Students applying to Alberta universities will soon have fewer hoops to jump through, thanks to a streamlined application process set to launch in the fall.
Apply Alberta is a program that will process applications to Alberta's 21 post-secondary institutions through a government-run website designed to centralize the process. Advanced Education and Technology Minister Doug Horner noted that while the initiative was originally driven by universities, the passage of the Access to the Future Act in 2005 allowed the provincial government to get involved.
"When I became minister a couple of years ago and I saw what they were doing, it became pretty clear to me that you could turn this into an application that could be tremendously useful for students," said Horner. "Both in respect of figuring out what institution they should be going to or should be applying to, but also in insuring that you don't have to fill out the forms 15 times."
University of Calgary Students' Union vice-president academic Pamela Weatherbee said that the introduction of Apply Alberta will make the application process easier for incoming students, although the system may take some getting used to.
"I think it's a really easy service for students to use," said Weatherbee. "They're going to have to communicate well with incoming students and high school students [and] transfer students."
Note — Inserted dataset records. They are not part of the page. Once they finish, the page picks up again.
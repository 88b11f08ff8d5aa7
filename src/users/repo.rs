use async_trait::async_trait;
use sqlx::{PgPool, Postgres, QueryBuilder};

use crate::{
    db::{classify, classify_write},
    error::DirectoryResult,
    users::{
        dto::{PageQuery, SortColumn, UserFilter},
        repo_types::{NewUser, User},
    },
};

/// Persistence for users. "Live" means `deleted_at IS NULL`; every read
/// except the raw row identity ignores soft-deleted rows.
///
/// Implementations must enforce account uniqueness among live rows
/// atomically and report violations as `DuplicateAccount`.
#[async_trait]
pub trait UserStore: Send + Sync {
    async fn insert(&self, user: NewUser) -> DirectoryResult<User>;

    async fn find_live(&self, id: i64) -> DirectoryResult<Option<User>>;

    async fn find_live_by_account(&self, account: &str) -> DirectoryResult<Option<User>>;

    /// Writes every mutable field of `user`. `None` if the row is no longer live.
    async fn update_live(&self, user: &User) -> DirectoryResult<Option<User>>;

    /// `false` if there was no live row to delete.
    async fn soft_delete(&self, id: i64) -> DirectoryResult<bool>;

    /// Page of live rows ordered by `query.sort`, ties broken by id ascending.
    async fn list_live(&self, query: &PageQuery) -> DirectoryResult<Vec<User>>;

    async fn count_live(&self, filter: &UserFilter) -> DirectoryResult<i64>;
}

const USER_COLUMNS: &str =
    r#"id, name, account, password, status, "type", created_at, updated_at, deleted_at"#;

#[derive(Clone)]
pub struct PgUserStore {
    db: PgPool,
}

impl PgUserStore {
    pub fn new(db: PgPool) -> Self {
        Self { db }
    }
}

fn push_filter(qb: &mut QueryBuilder<'_, Postgres>, filter: &UserFilter) {
    qb.push(" WHERE deleted_at IS NULL");
    if let Some(user_type) = filter.user_type {
        qb.push(r#" AND "type" = "#).push_bind(user_type);
    }
    if let Some(status) = filter.status {
        qb.push(" AND status = ").push_bind(status);
    }
}

#[async_trait]
impl UserStore for PgUserStore {
    async fn insert(&self, user: NewUser) -> DirectoryResult<User> {
        let sql = format!(
            r#"
            INSERT INTO users (name, account, password, status, "type")
            VALUES ($1, $2, $3, $4, $5)
            RETURNING {USER_COLUMNS}
            "#
        );
        sqlx::query_as::<_, User>(&sql)
            .bind(&user.name)
            .bind(&user.account)
            .bind(&user.password_hash)
            .bind(user.status)
            .bind(user.user_type)
            .fetch_one(&self.db)
            .await
            .map_err(|e| classify_write(e, &user.account))
    }

    async fn find_live(&self, id: i64) -> DirectoryResult<Option<User>> {
        let sql = format!(
            "SELECT {USER_COLUMNS} FROM users WHERE id = $1 AND deleted_at IS NULL"
        );
        sqlx::query_as::<_, User>(&sql)
            .bind(id)
            .fetch_optional(&self.db)
            .await
            .map_err(classify)
    }

    async fn find_live_by_account(&self, account: &str) -> DirectoryResult<Option<User>> {
        let sql = format!(
            "SELECT {USER_COLUMNS} FROM users WHERE account = $1 AND deleted_at IS NULL"
        );
        sqlx::query_as::<_, User>(&sql)
            .bind(account)
            .fetch_optional(&self.db)
            .await
            .map_err(classify)
    }

    async fn update_live(&self, user: &User) -> DirectoryResult<Option<User>> {
        let sql = format!(
            r#"
            UPDATE users
               SET name = $2, account = $3, password = $4, status = $5, "type" = $6,
                   updated_at = now()
             WHERE id = $1 AND deleted_at IS NULL
            RETURNING {USER_COLUMNS}
            "#
        );
        sqlx::query_as::<_, User>(&sql)
            .bind(user.id)
            .bind(&user.name)
            .bind(&user.account)
            .bind(&user.password_hash)
            .bind(user.status)
            .bind(user.user_type)
            .fetch_optional(&self.db)
            .await
            .map_err(|e| classify_write(e, &user.account))
    }

    async fn soft_delete(&self, id: i64) -> DirectoryResult<bool> {
        let res = sqlx::query(
            r#"
            UPDATE users
               SET deleted_at = now()
             WHERE id = $1 AND deleted_at IS NULL
            "#,
        )
        .bind(id)
        .execute(&self.db)
        .await
        .map_err(classify)?;
        Ok(res.rows_affected() == 1)
    }

    async fn list_live(&self, query: &PageQuery) -> DirectoryResult<Vec<User>> {
        let mut qb = QueryBuilder::<Postgres>::new(format!("SELECT {USER_COLUMNS} FROM users"));
        push_filter(&mut qb, &query.filter);
        // Column and direction come from closed enums, never from caller text.
        qb.push(" ORDER BY ")
            .push(query.sort.as_sql())
            .push(" ")
            .push(query.order.as_sql());
        if query.sort != SortColumn::Id {
            qb.push(", id ASC");
        }
        qb.push(" LIMIT ")
            .push_bind(query.per_page)
            .push(" OFFSET ")
            .push_bind(query.offset());

        qb.build_query_as::<User>()
            .fetch_all(&self.db)
            .await
            .map_err(classify)
    }

    async fn count_live(&self, filter: &UserFilter) -> DirectoryResult<i64> {
        let mut qb = QueryBuilder::<Postgres>::new("SELECT COUNT(*) FROM users");
        push_filter(&mut qb, filter);
        qb.build_query_scalar::<i64>()
            .fetch_one(&self.db)
            .await
            .map_err(classify)
    }
}
use std::net::SocketAddr;

use axum::{routing::get, Router};
use tower_http::{cors::CorsLayer, trace::TraceLayer};

use crate::state::AppState;
use crate::{auth, panel, users};

pub fn build_app(state: AppState) -> Router {
    Router::new()
        .merge(auth::router())
        .merge(users::router())
        .merge(panel::router())
        .route("/health", get(|| async { "ok" }))
        .with_state(state)
        .layer(CorsLayer::permissive())
        .layer(
            TraceLayer::new_for_http()
                .make_span_with(|req: &axum::http::Request<_>| {
                    let method = req.method().clone();
                    let uri = req.uri().clone();
                    tracing::info_span!("http_request", %method, uri = %uri, status = tracing::field::Empty)
                })
                .on_response(
                    |res: &axum::http::Response<_>,
                     latency: std::time::Duration,
                     span: &tracing::Span| {
                        let status = res.status();
                        span.record("status", tracing::field::display(status));
                        let latency_ms = latency.as_millis() as u64;
                        if status.is_server_error() {
                            tracing::error!(%status, latency_ms, "response");
                        } else {
                            tracing::info!(%status, latency_ms, "response");
                        }
                    },
                ),
        )
}

pub async fn serve(app: Router) -> anyhow::Result<()> {
    let addr: SocketAddr = format!(
        "{}:{}",
        std::env::var("APP_HOST").unwrap_or_else(|_| "0.0.0.0".into()),
        std::env::var("APP_PORT").unwrap_or_else(|_| "8080".into())
    )
    .parse()?;

    tracing::info!("listening on {}", addr);
    let listener = tokio::net::TcpListener::bind(addr).await?;
    axum::serve(listener, app).await?;
    Ok(())
}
Weatherbee admitted that while Apply Alberta will reduce student stress by providing one location to apply, costs will not be reduced initially. Horner said that the user costs of Apply Alberta are in line with a similar system in Ontario. Weatherbee noted that existing fees will be consolidated, but recommends looking at ways to reduce costs in the future.
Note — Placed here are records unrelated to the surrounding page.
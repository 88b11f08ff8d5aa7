use std::marker::PhantomData;

use axum::{
    async_trait,
    extract::{FromRef, FromRequestParts},
    http::{request::Parts, StatusCode},
    response::{IntoResponse, Response},
};
use tracing::warn;

use super::jwt::JwtKeys;
use crate::{
    error::DirectoryError,
    state::AppState,
    users::repo_types::{User, UserType},
};

/// The caller behind a valid bearer token, re-read from the store so that
/// deactivation and deletion take effect immediately.
pub struct SessionUser(pub User);

#[async_trait]
impl FromRequestParts<AppState> for SessionUser {
    type Rejection = Response;

    async fn from_request_parts(
        parts: &mut Parts,
        state: &AppState,
    ) -> Result<Self, Self::Rejection> {
        let auth = parts
            .headers
            .get(axum::http::header::AUTHORIZATION)
            .and_then(|h| h.to_str().ok())
            .ok_or_else(|| {
                (StatusCode::UNAUTHORIZED, "missing Authorization header").into_response()
            })?;

        let token = auth
            .strip_prefix("Bearer ")
            .or_else(|| auth.strip_prefix("bearer "))
            .ok_or_else(|| (StatusCode::UNAUTHORIZED, "invalid auth scheme").into_response())?;

        let claims = JwtKeys::from_ref(state).verify(token).map_err(|_| {
            warn!("invalid or expired token");
            (StatusCode::UNAUTHORIZED, "invalid or expired token").into_response()
        })?;

        let user = match state.users.get_user_by_id(claims.sub).await {
            Ok(u) => u,
            Err(DirectoryError::NotFound(_)) => {
                warn!(user_id = claims.sub, "token for missing or deleted user");
                return Err((StatusCode::UNAUTHORIZED, "user not found").into_response());
            }
            Err(e) => return Err(e.into_response()),
        };

        if !user.status {
            warn!(user_id = user.id, "inactive user rejected");
            return Err((StatusCode::FORBIDDEN, "account is inactive").into_response());
        }

        Ok(SessionUser(user))
    }
}

/// An area of the back-office reserved for one user type.
pub trait Area: Send + Sync + 'static {
    const REQUIRED: UserType;
}

pub struct Dashboard;

impl Area for Dashboard {
    const REQUIRED: UserType = UserType::System;
}

pub struct Panel;

impl Area for Panel {
    const REQUIRED: UserType = UserType::Panel;
}

/// Active session whose stored type matches the area.
pub struct AreaUser<A: Area> {
    pub user: User,
    _area: PhantomData<A>,
}

#[async_trait]
impl<A: Area> FromRequestParts<AppState> for AreaUser<A> {
    type Rejection = Response;

    async fn from_request_parts(
        parts: &mut Parts,
        state: &AppState,
    ) -> Result<Self, Self::Rejection> {
        let SessionUser(user) = SessionUser::from_request_parts(parts, state).await?;
        if user.user_type != A::REQUIRED {
            warn!(
                user_id = user.id,
                user_type = %user.user_type,
                required = %A::REQUIRED,
                "user type not allowed here"
            );
            return Err((StatusCode::FORBIDDEN, "not allowed for this user type").into_response());
        }
        Ok(AreaUser {
            user,
            _area: PhantomData,
        })
    }
}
"I think [one application fee] would be more beneficial instead of a student coming in and paying fees for each school still," said Weatherbee. "I understand right now that's how they're doing it, but in the future it'd be nice to see that cleaned up for students, too."
Horner said that Apply Alberta's initial roll-out will have basic functionality-- applicants will be able to create a profile, apply to schools and send their transcripts out through a single source rather than being processed separately. However, more features will be added pending user feedback.
"We serve three clients in our system: students, taxpayers and society, and we need feedback from our clients if we're going to provide the best possible service," said Horner.